Metadata-Version: 2.1
Name: weaveio
Version: 2021.1.19
Summary: WEAVE-IO query interface for accessing WEAVE data
Home-page: https://github.com/WEAVE-LOFAR/weave-io
Author: philastrophist
Author-email: shaun.c.read@gmail.com
License: MIT
Description: 
        ![PyPI](https://img.shields.io/pypi/v/weaveio)
        
        # Tutorial
        
        ## Basics
        
        ## WEAVE objects
        
        * An OB holds all the information that purtains to making an observation: the targets, the conditions, the instrument configuration. You can locate specific OBs with their obid `data.obs[obid]`
        
        * An Exposure is one integration of both arms of the spectrograph. You can locate Exposures like so:  `data.exposures[mjd]`
        
        * A Run is a weave term for an exposure taken in one arm of the spectrograph (so there are always 2 Runs per Exposure). You can locate runs using their runid `data.runs[runid]` or their colour relative to the exposure `data.exposures[mjd].runs['red']`
        
        * A `spectrum` in weaveio refers to a single spectrum of a single target (not the block of `spectr*a*`)
        
        * An L1 product refers to the spectra recorded in an L1File. All L1 data is separated by camera colour (red and blue). 

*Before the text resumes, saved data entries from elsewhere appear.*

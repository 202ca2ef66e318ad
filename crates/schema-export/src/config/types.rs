//! Configuration type definitions.

use serde::{Deserialize, Serialize};
use std::fmt;
use std::path::PathBuf;

/// Root configuration structure.
#[derive(Debug, Clone, Serialize, Deserialize)]
pub struct Config {
    /// Where metadata and rows come from.
    pub source: SourceConfig,

    /// Output files.
    #[serde(default)]
    pub output: OutputConfig,

    /// Export behavior.
    #[serde(default)]
    pub export: ExportConfig,
}

/// Kind of metadata source.
#[derive(Debug, Clone, Copy, PartialEq, Eq, Serialize, Deserialize)]
#[serde(rename_all = "lowercase")]
pub enum SourceKind {
    /// Live database through an ODBC driver.
    Odbc,
    /// JSON snapshot file.
    Snapshot,
}

impl fmt::Display for SourceKind {
    fn fmt(&self, f: &mut fmt::Formatter<'_>) -> fmt::Result {
        match self {
            SourceKind::Odbc => f.write_str("odbc"),
            SourceKind::Snapshot => f.write_str("snapshot"),
        }
    }
}

/// Source configuration.
#[derive(Clone, Serialize, Deserialize)]
pub struct SourceConfig {
    /// Source kind.
    pub r#type: SourceKind,

    /// ODBC connection string (odbc sources).
    #[serde(default)]
    pub connection_string: String,

    /// Snapshot file (snapshot sources).
    #[serde(default)]
    pub path: Option<PathBuf>,
}

impl fmt::Debug for SourceConfig {
    fn fmt(&self, f: &mut fmt::Formatter<'_>) -> fmt::Result {
        f.debug_struct("SourceConfig")
            .field("type", &self.r#type)
            .field("connection_string", &redact_connection_string(&self.connection_string))
            .field("path", &self.path)
            .finish()
    }
}

/// Output file configuration.
#[derive(Debug, Clone, Serialize, Deserialize)]
pub struct OutputConfig {
    /// SQL script destination (default: "schema.sql").
    #[serde(default = "default_script_file")]
    pub script_file: PathBuf,

    /// Metadata log destination. No log is written when unset.
    #[serde(default)]
    pub log_file: Option<PathBuf>,

    /// Replace an existing script file without asking (default: false).
    #[serde(default)]
    pub overwrite: bool,
}

impl Default for OutputConfig {
    fn default() -> Self {
        Self {
            script_file: default_script_file(),
            log_file: None,
            overwrite: false,
        }
    }
}

/// Export behavior configuration.
#[derive(Debug, Clone, Default, Serialize, Deserialize)]
pub struct ExportConfig {
    /// Emit INSERT statements for every table (default: false).
    #[serde(default)]
    pub include_data: bool,
}

/// Connection string keys whose values are never printed.
const SECRET_KEYS: &[&str] = &["pwd", "password"];

/// Replace credential values in an ODBC connection string with `[REDACTED]`.
pub fn redact_connection_string(connection_string: &str) -> String {
    connection_string
        .split(';')
        .map(|part| match part.split_once('=') {
            Some((key, _)) if SECRET_KEYS.iter().any(|s| key.trim().eq_ignore_ascii_case(s)) => {
                format!("{}=[REDACTED]", key)
            }
            _ => part.to_string(),
        })
        .collect::<Vec<_>>()
        .join(";")
}

fn default_script_file() -> PathBuf {
    PathBuf::from("schema.sql")
}
//! SQL script generation.
//!
//! The script is written in one pass with a fixed section order:
//!
//! 1. header comment block
//! 2. `DROP TABLE IF EXISTS` for every table
//! 3. `CREATE TABLE` for every table
//! 4. when data export is requested, `INSERT` statements grouped by table,
//!    each group preceded by a `--` comment line
//!
//! Every section iterates the schema in the same order, and INSERT column
//! lists use the same column order as the CREATE TABLE statement.
//!
//! Writing to a file truncates it first. If a write fails part-way the file
//! is left incomplete; the error is returned and nothing is retried.

mod format;

pub use format::{format_value, FormatError, NULL};

use serde::{Deserialize, Serialize};
use std::fs::File;
use std::io::{BufWriter, Write};
use std::path::Path;
use tracing::{debug, info, warn};

use crate::core::identifier::{quote_ident, quote_source_ident};
use crate::core::{DataProvider, RowSet, Schema, TableSchema};
use crate::error::{ExportError, Result};

/// Fixed header written at the top of every script.
pub const SCRIPT_HEADER: &[&str] = &[
    concat!("-- Generated by schema-export ", env!("CARGO_PKG_VERSION")),
    "-- WARNING: this script drops and recreates every table it defines.",
    "-- Existing tables with the same names and all of their data will be lost.",
];

/// Counters describing a generated script.
#[derive(Debug, Clone, Default, PartialEq, Eq, Serialize, Deserialize)]
pub struct ScriptSummary {
    /// Tables defined by the script.
    pub tables: usize,

    /// INSERT statements written.
    pub rows_written: u64,

    /// Cells written as NULL because they could not be formatted.
    pub null_substitutions: u64,

    /// Tables whose rows could not be fetched.
    pub tables_without_data: Vec<String>,
}

/// Renders a [`Schema`] (and optionally its rows) as a SQL script.
pub struct ScriptGenerator<'a> {
    schema: &'a Schema,
    data: Option<&'a dyn DataProvider>,
    include_data: bool,
}

impl<'a> ScriptGenerator<'a> {
    /// Generator for DDL only.
    pub fn new(schema: &'a Schema) -> Self {
        Self {
            schema,
            data: None,
            include_data: false,
        }
    }

    /// Fetch rows from `data` and emit INSERT statements.
    #[must_use]
    pub fn with_data(mut self, data: &'a dyn DataProvider) -> Self {
        self.data = Some(data);
        self.include_data = true;
        self
    }

    /// Turn the INSERT section on or off.
    #[must_use]
    pub fn include_data(mut self, include_data: bool) -> Self {
        self.include_data = include_data;
        self
    }

    /// Render the whole script into a string.
    pub fn generate(&self) -> Result<String> {
        let mut buf = Vec::new();
        self.write_to(&mut buf)?;
        Ok(String::from_utf8_lossy(&buf).into_owned())
    }

    /// Create (truncating) `path` and write the script to it.
    pub fn write_to_path(&self, path: impl AsRef<Path>) -> Result<ScriptSummary> {
        let path = path.as_ref();
        info!("Writing SQL script to {}", path.display());
        let file = File::create(path)?;
        let mut out = BufWriter::new(file);
        let summary = self.write_to(&mut out)?;
        out.flush()?;
        Ok(summary)
    }

    /// Write the script to `out`.
    ///
    /// Only I/O errors on `out` abort generation; per-table fetch failures and
    /// per-cell formatting failures are logged and substituted.
    pub fn write_to<W: Write>(&self, out: &mut W) -> Result<ScriptSummary> {
        let data = match (self.include_data, self.data) {
            (true, Some(data)) => Some(data),
            (true, None) => {
                return Err(ExportError::Config(
                    "data export requested but no data source is available".into(),
                ))
            }
            (false, _) => None,
        };

        let mut summary = ScriptSummary {
            tables: self.schema.len(),
            ..Default::default()
        };

        for line in SCRIPT_HEADER {
            writeln!(out, "{}", line)?;
        }

        writeln!(out)?;
        for table in self.schema.tables() {
            writeln!(out, "{}", drop_table_sql(table))?;
        }

        writeln!(out)?;
        for table in self.schema.tables() {
            writeln!(out, "{}", create_table_sql(table))?;
        }

        if let Some(data) = data {
            writeln!(out)?;
            for table in self.schema.tables() {
                self.write_table_data(out, table, data, &mut summary)?;
            }
        }

        debug!(
            "Script complete: {} tables, {} rows, {} NULL substitutions",
            summary.tables, summary.rows_written, summary.null_substitutions
        );
        Ok(summary)
    }

    fn write_table_data<W: Write>(
        &self,
        out: &mut W,
        table: &TableSchema,
        data: &dyn DataProvider,
        summary: &mut ScriptSummary,
    ) -> Result<()> {
        writeln!(out, "-- Data for table {}", quote_ident(&table.name))?;

        let rows = match data.query_rows(&select_all_sql(&table.name)) {
            Ok(rows) => rows,
            Err(e) => {
                warn!("Could not read rows of {} - no data written: {}", table.name, e);
                summary.tables_without_data.push(table.name.clone());
                return Ok(());
            }
        };

        let mut substituted = 0u64;
        for values in insert_values(table, &rows, &mut substituted) {
            writeln!(out, "{}", insert_sql(table, &values))?;
            summary.rows_written += 1;
        }

        if substituted > 0 {
            warn!(
                "Table {}: {} values could not be formatted and were written as NULL",
                table.name, substituted
            );
        }
        summary.null_substitutions += substituted;
        debug!("Table {}: {} rows", table.name, rows.len());
        Ok(())
    }
}

/// `DROP TABLE IF EXISTS "<name>";`
pub fn drop_table_sql(table: &TableSchema) -> String {
    format!("DROP TABLE IF EXISTS {};", quote_ident(&table.name))
}

/// `CREATE TABLE "<name>" (...)` with one column definition per line.
pub fn create_table_sql(table: &TableSchema) -> String {
    let columns: Vec<String> = table.columns.iter().map(|c| c.to_ddl()).collect();
    format!(
        "CREATE TABLE {} (\n\t{}\n);",
        quote_ident(&table.name),
        columns.join(", \n\t")
    )
}

/// `INSERT INTO "<name>" (<columns>) VALUES (<values>);`
///
/// `values` must already be literals, in the table's column order.
pub fn insert_sql(table: &TableSchema, values: &[String]) -> String {
    let columns: Vec<String> = table.columns.iter().map(|c| quote_ident(&c.name)).collect();
    format!(
        "INSERT INTO {} ({}) \n\tVALUES ({});",
        quote_ident(&table.name),
        columns.join(", "),
        values.join(", ")
    )
}

/// Query used to fetch a table's rows from the source engine.
pub fn select_all_sql(table: &str) -> String {
    format!("SELECT * FROM {}", quote_source_ident(table))
}

/// Literal values for every row, aligned with the table's column order.
///
/// Cells are located by exact column name; a column the row set lacks counts
/// as a formatting failure. Cells that cannot be formatted are replaced by
/// `NULL` and counted in `substituted`.
fn insert_values(table: &TableSchema, rows: &RowSet, substituted: &mut u64) -> Vec<Vec<String>> {
    let positions: Vec<Option<usize>> = table
        .columns
        .iter()
        .map(|c| rows.column_index(&c.name))
        .collect();

    rows.rows
        .iter()
        .map(|row| {
            table
                .columns
                .iter()
                .zip(&positions)
                .map(|(col, pos)| {
                    let formatted = pos
                        .and_then(|idx| row.get(idx))
                        .ok_or_else(|| FormatError::MissingColumn(col.name.clone()))
                        .and_then(|value| format_value(value, col.data_type));
                    match formatted {
                        Ok(literal) => literal,
                        Err(e) => {
                            debug!("{}.{}: {} - writing NULL", table.name, col.name, e);
                            *substituted += 1;
                            NULL.to_string()
                        }
                    }
                })
                .collect()
        })
        .collect()
}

            * A single spectrum is the processed spectrum from the raw data
            * A stacked spectrum is the spectrum resulting from stacking two or more single spectra in a single ob
            * A superstacked spectrum results from stacking *between* OBs but with the same instrument configuration
            * A supertarget spectrum results from stacking every single spectrum of a single WeaveTarget cname.
        
        * There are three types of `Target`
            1. `WeaveTarget` is the unified target based on ra, dec. They have a unique CNAME
            2. `SurveyTarget` is a target specified by a survey in a surveycatalogue (they reference a single WeaveTarget). These are unique to a catalogue.
            3. `FibreTarget` is a result of assigning a spectrograph `Fibre` to a `SurveyTarget`. These are unique to an OBSpec.
            
        
        ### What is an attribute? What is an object? What is a product?
        
        * weave.io is an object orientated query language using a neo4j database hosted at lofar.herts.ac.uk. 

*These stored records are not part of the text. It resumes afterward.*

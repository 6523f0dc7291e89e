//! Identifiers: who owns a repository, which repository, and which branch.

use std::fmt;
use std::str::FromStr;
use thiserror::Error;

/// Error type for parsing failures
#[derive(Debug, Error, PartialEq, Eq)]
pub enum ParseError {
    #[error("value cannot be empty")]
    Empty,
    #[error("value is longer than {0} characters")]
    TooLong(usize),
    #[error("invalid character in value: {0:?}")]
    InvalidCharacter(char),
    #[error("value cannot start with '{0}'")]
    InvalidStart(char),
    #[error("value cannot end with '{0}'")]
    InvalidEnd(char),
    #[error("missing separator '/' in repo key")]
    MissingSeparator,
    #[error("missing separator '@' before branch")]
    MissingBranch,
    #[error("invalid owner: {0}")]
    InvalidOwner(#[source] Box<ParseError>),
    #[error("invalid repo: {0}")]
    InvalidRepo(#[source] Box<ParseError>),
    #[error("invalid branch: {0}")]
    InvalidBranch(#[source] Box<ParseError>),
}

/// What a name segment may contain.
struct NameRules {
    max_len: Option<usize>,
    not_first: &'static [char],
    not_last: &'static [char],
    allowed: fn(char) -> bool,
}

impl NameRules {
    fn check(&self, s: &str) -> Result<(), ParseError> {
        let first = s.chars().next().ok_or(ParseError::Empty)?;
        if let Some(max) = self.max_len.filter(|max| s.chars().count() > *max) {
            return Err(ParseError::TooLong(max));
        }
        if self.not_first.contains(&first) {
            return Err(ParseError::InvalidStart(first));
        }
        if let Some(last) = s.chars().last().filter(|c| self.not_last.contains(c)) {
            return Err(ParseError::InvalidEnd(last));
        }
        match s.chars().find(|c| !(self.allowed)(*c)) {
            Some(c) => Err(ParseError::InvalidCharacter(c)),
            None => Ok(()),
        }
    }
}

macro_rules! name_type {
    ($(#[$meta:meta])* $name:ident, $rules:expr) => {
        $(#[$meta])*
        #[derive(Debug, Clone, PartialEq, Eq, Hash)]
        pub struct $name(String);

        impl $name {
            pub fn as_str(&self) -> &str {
                &self.0
            }
        }

        impl FromStr for $name {
            type Err = ParseError;

            fn from_str(s: &str) -> Result<Self, Self::Err> {
                $rules.check(s)?;
                Ok($name(s.to_string()))
            }
        }

        impl fmt::Display for $name {
            fn fmt(&self, f: &mut fmt::Formatter<'_>) -> fmt::Result {
                f.write_str(&self.0)
            }
        }
    };
}

name_type!(
    /// A GitHub user or organization login: ASCII alphanumerics and inner
    /// hyphens, at most 39 characters.
    Owner,
    NameRules {
        max_len: Some(39),
        not_first: &['-'],
        not_last: &['-'],
        allowed: |c| c.is_ascii_alphanumeric() || c == '-',
    }
);

name_type!(
    /// A repository name: ASCII alphanumerics plus `-`, `_` and `.`, not
    /// starting with a dot.
    Repo,
    NameRules {
        max_len: Some(100),
        not_first: &['.'],
        not_last: &[],
        allowed: |c| c.is_ascii_alphanumeric() || matches!(c, '-' | '_' | '.'),
    }
);

name_type!(
    /// A ref name usable on the left of a `<ref>:<path>` expression.
    /// Whitespace and `:` would break the expression; anything else is left
    /// for the remote to judge.
    Branch,
    NameRules {
        max_len: None,
        not_first: &[],
        not_last: &[],
        allowed: |c| !c.is_whitespace() && c != ':',
    }
);

/// `owner/repo`
#[derive(Debug, Clone, PartialEq, Eq, Hash)]
pub struct RepoKey {
    pub owner: Owner,
    pub repo: Repo,
}

impl RepoKey {
    pub fn new(owner: Owner, repo: Repo) -> Self {
        Self { owner, repo }
    }
}

impl FromStr for RepoKey {
    type Err = ParseError;

    fn from_str(s: &str) -> Result<Self, Self::Err> {
        let (owner, repo) = s.split_once('/').ok_or(ParseError::MissingSeparator)?;
        Ok(RepoKey {
            owner: owner
                .parse()
                .map_err(|e| ParseError::InvalidOwner(Box::new(e)))?,
            repo: repo
                .parse()
                .map_err(|e| ParseError::InvalidRepo(Box::new(e)))?,
        })
    }
}

impl fmt::Display for RepoKey {
    fn fmt(&self, f: &mut fmt::Formatter<'_>) -> fmt::Result {
        write!(f, "{}/{}", self.owner, self.repo)
    }
}

/// The `(owner, repo, branch)` triple every cached path is scoped to.
#[derive(Debug, Clone, PartialEq, Eq, Hash)]
pub struct Namespace {
    pub key: RepoKey,
    pub branch: Branch,
}

impl Namespace {
    pub fn new(key: RepoKey, branch: Branch) -> Self {
        Self { key, branch }
    }

    pub fn owner(&self) -> &str {
        self.key.owner.as_str()
    }

    pub fn repo(&self) -> &str {
        self.key.repo.as_str()
    }

    pub fn branch(&self) -> &str {
        self.branch.as_str()
    }
}

impl fmt::Display for Namespace {
    fn fmt(&self, f: &mut fmt::Formatter<'_>) -> fmt::Result {
        write!(f, "{}@{}", self.key, self.branch)
    }
}

/// Parses the `owner/repo@branch` form produced by `Display`.
impl FromStr for Namespace {
    type Err = ParseError;

    fn from_str(s: &str) -> Result<Self, Self::Err> {
        let (key, branch) = s.rsplit_once('@').ok_or(ParseError::MissingBranch)?;
        let branch = branch
            .parse()
            .map_err(|e| ParseError::InvalidBranch(Box::new(e)))?;
        Ok(Namespace::new(key.parse()?, branch))
    }
}

#[cfg(test)]
mod tests {
    use super::*;

    mod owner_tests {
        use super::*;

        #[test]
        fn valid_owner_with_hyphen() {
            let owner: Owner = "my-org".parse().unwrap();
            assert_eq!(owner.as_str(), "my-org");
        }

        #[test]
        fn invalid_owner_empty() {
            assert_eq!("".parse::<Owner>(), Err(ParseError::Empty));
        }

        #[test]
        fn invalid_owner_leading_hyphen() {
            assert_eq!("-user".parse::<Owner>(), Err(ParseError::InvalidStart('-')));
        }

        #[test]
        fn invalid_owner_trailing_hyphen() {
            assert_eq!("user-".parse::<Owner>(), Err(ParseError::InvalidEnd('-')));
        }

        #[test]
        fn invalid_owner_too_long() {
            let name = "a".repeat(40);
            assert_eq!(name.parse::<Owner>(), Err(ParseError::TooLong(39)));
            assert!("a".repeat(39).parse::<Owner>().is_ok());
        }

        #[test]
        fn invalid_owner_underscore() {
            assert_eq!(
                "my_org".parse::<Owner>(),
                Err(ParseError::InvalidCharacter('_'))
            );
        }
    }

    mod repo_tests {
        use super::*;

        #[test]
        fn valid_repo_complex() {
            let repo: Repo = "my-repo_v2.0".parse().unwrap();
            assert_eq!(repo.as_str(), "my-repo_v2.0");
        }

        #[test]
        fn invalid_repo_leading_dot() {
            assert_eq!(".hidden".parse::<Repo>(), Err(ParseError::InvalidStart('.')));
        }

        #[test]
        fn invalid_repo_slash() {
            assert_eq!(
                "my/repo".parse::<Repo>(),
                Err(ParseError::InvalidCharacter('/'))
            );
        }
    }

    mod repo_key_tests {
        use super::*;

        #[test]
        fn valid_repo_key() {
            let key: RepoKey = "octocat/hello-world".parse().unwrap();
            assert_eq!(key.owner.as_str(), "octocat");
            assert_eq!(key.repo.as_str(), "hello-world");
            assert_eq!(key.to_string(), "octocat/hello-world");
        }

        #[test]
        fn invalid_repo_key_no_slash() {
            assert_eq!(
                "octocat".parse::<RepoKey>(),
                Err(ParseError::MissingSeparator)
            );
        }

        #[test]
        fn invalid_repo_key_invalid_parts() {
            assert!(matches!(
                "-owner/repo".parse::<RepoKey>(),
                Err(ParseError::InvalidOwner(_))
            ));
            assert!(matches!(
                "owner/.repo".parse::<RepoKey>(),
                Err(ParseError::InvalidRepo(_))
            ));
        }
    }

    mod branch_tests {
        use super::*;

        #[test]
        fn valid_branch_with_slashes() {
            let branch: Branch = "feature/tree-cache".parse().unwrap();
            assert_eq!(branch.as_str(), "feature/tree-cache");
        }

        #[test]
        fn invalid_branch_colon() {
            assert_eq!(
                "main:src".parse::<Branch>(),
                Err(ParseError::InvalidCharacter(':'))
            );
        }

        #[test]
        fn invalid_branch_empty() {
            assert_eq!("".parse::<Branch>(), Err(ParseError::Empty));
        }
    }

    #[test]
    fn namespace_parses_display_form() {
        let ns: Namespace = "octocat/hello-world@feature/x".parse().unwrap();
        assert_eq!(ns.branch(), "feature/x");
        assert_eq!(ns.to_string().parse::<Namespace>(), Ok(ns));

        assert_eq!(
            "octocat/hello-world".parse::<Namespace>(),
            Err(ParseError::MissingBranch)
        );
        assert!(matches!(
            "octocat/hello-world@".parse::<Namespace>(),
            Err(ParseError::InvalidBranch(_))
        ));
        assert!(matches!(
            "octocat@main".parse::<Namespace>(),
            Err(ParseError::MissingSeparator)
        ));
    }

    #[test]
    fn namespace_display() {
        let ns = Namespace::new("octocat/hello-world".parse().unwrap(), "main".parse().unwrap());
        assert_eq!(ns.to_string(), "octocat/hello-world@main");
        assert_eq!(ns.owner(), "octocat");
        assert_eq!(ns.repo(), "hello-world");
        assert_eq!(ns.branch(), "main");
    }
}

        * weave.io stores 4 (+1) types of object:
            1. File - A reference to a physical fits file on the herts system (it also stores references to individual fits.HDUs and their headers as separate objects, but the user doesn't need to know of their existence to use weave.io)

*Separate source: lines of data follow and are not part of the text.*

impl CredentialStore for SqliteStore {
    fn user_token(&self, user_id: &str) -> Result<Option<Sealed>, StoreError> {
        let conn = self.conn()?;
        let sealed = conn
            .query_row(
                "SELECT ciphertext, iv FROM user_tokens WHERE user_id = ?1",
                params![user_id],
                |row| {
                    Ok(Sealed {
                        ciphertext: row.get(0)?,
                        iv: row.get(1)?,
                    })
                },
            )
            .optional()?;
        Ok(sealed)
    }

    fn installation_token(
        &self,
        installation_id: u64,
    ) -> Result<Option<InstallationTokenRecord>, StoreError> {
        let conn = self.conn()?;
        let record = conn
            .query_row(
                "SELECT ciphertext, iv, expires_at FROM installation_tokens
                 WHERE installation_id = ?1",
                params![installation_id as i64],
                |row| {
                    Ok(InstallationTokenRecord {
                        installation_id,
                        sealed: Sealed {
                            ciphertext: row.get(0)?,
                            iv: row.get(1)?,
                        },
                        expires_at: row.get(2)?,
                    })
                },
            )
            .optional()?;
        Ok(record)
    }

    fn insert_installation_token(
        &self,
        record: &InstallationTokenRecord,
    ) -> Result<(), StoreError> {
        let conn = self.conn()?;
        // Two callers minting the first token for an installation both land
        // here; the second overwrites the first.
        conn.execute(
            "INSERT INTO installation_tokens (installation_id, ciphertext, iv, expires_at)
             VALUES (?1, ?2, ?3, ?4)
             ON CONFLICT(installation_id) DO UPDATE SET
                ciphertext = excluded.ciphertext,
                iv = excluded.iv,
                expires_at = excluded.expires_at",
            params![
                record.installation_id as i64,
                record.sealed.ciphertext,
                record.sealed.iv,
                record.expires_at,
            ],
        )?;
        Ok(())
    }

    fn update_installation_token(
        &self,
        record: &InstallationTokenRecord,
    ) -> Result<(), StoreError> {
        let conn = self.conn()?;
        conn.execute(
            "UPDATE installation_tokens SET ciphertext = ?1, iv = ?2, expires_at = ?3
             WHERE installation_id = ?4",
            params![
                record.sealed.ciphertext,
                record.sealed.iv,
                record.expires_at,
                record.installation_id as i64,
            ],
        )?;
        Ok(())
    }

    fn has_active_subscription(&self, owner: &str) -> Result<bool, StoreError> {
        let conn = self.conn()?;
        let found = conn
            .query_row(
                "SELECT 1 FROM subscriptions WHERE owner = ?1 AND status = 'active'",
                params![owner],
                |_| Ok(()),
            )
            .optional()?;
        Ok(found.is_some())
    }

    fn has_collaborator_grant(
        &self,
        user_id: &str,
        owner: &str,
        repo: &str,
    ) -> Result<bool, StoreError> {
        let conn = self.conn()?;
        let found = conn
            .query_row(
                "SELECT 1 FROM collaborator_grants
                 WHERE user_id = ?1 AND owner = ?2 AND repo = ?3",
                params![user_id, owner, repo],
                |_| Ok(()),
            )
            .optional()?;
        Ok(found.is_some())
    }
}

            2. Object - A object that references a concept in the WEAVE universe that has attributes (an OB object has an obid attribute, an exposure object has an attribute expmjd
            3. Attribute - A piece of data that belongs to some object
            4. Product - A special type of attribute which references binary data not stored in the database itself (e.g. spectrum flux)
        
        ## If confused, ignore...
        
        ### object/attribute 
        weave.io uses Python syntax to traverse a hierarchy of objects and their attributes. It is important to note that one object can be an attribute of another object (e.g. a run is an attribute of an OB). 
        
        You can stitch together these objects to form a hierarchy of objects:
        
        run <-- exposure <-- ob <--obspec
        
        Every OB is a parent of multiple Exposures which in turn are parents exactly 2 runs each (one red, one blue).
        
        Because of this chain of parentage/relation, every object has access to all attributes where there is a chain, as if they were its own attributes.
        
        ![image.png](attachment:image.png)
        
        ### Traversal syntax 
        
        1. You can request any directly owned attribute of an object 
            * An OB has an obid: `ob.obid`
            * An obstemp has a maxseeing `obstemp.maxseeing` 
            
        1. You can request any attribute of objects that are further away in the hierarchy as if it were its own. This is useful because a priori you wouldn't be expected to know where any particular piece of data is stored, just that it exists.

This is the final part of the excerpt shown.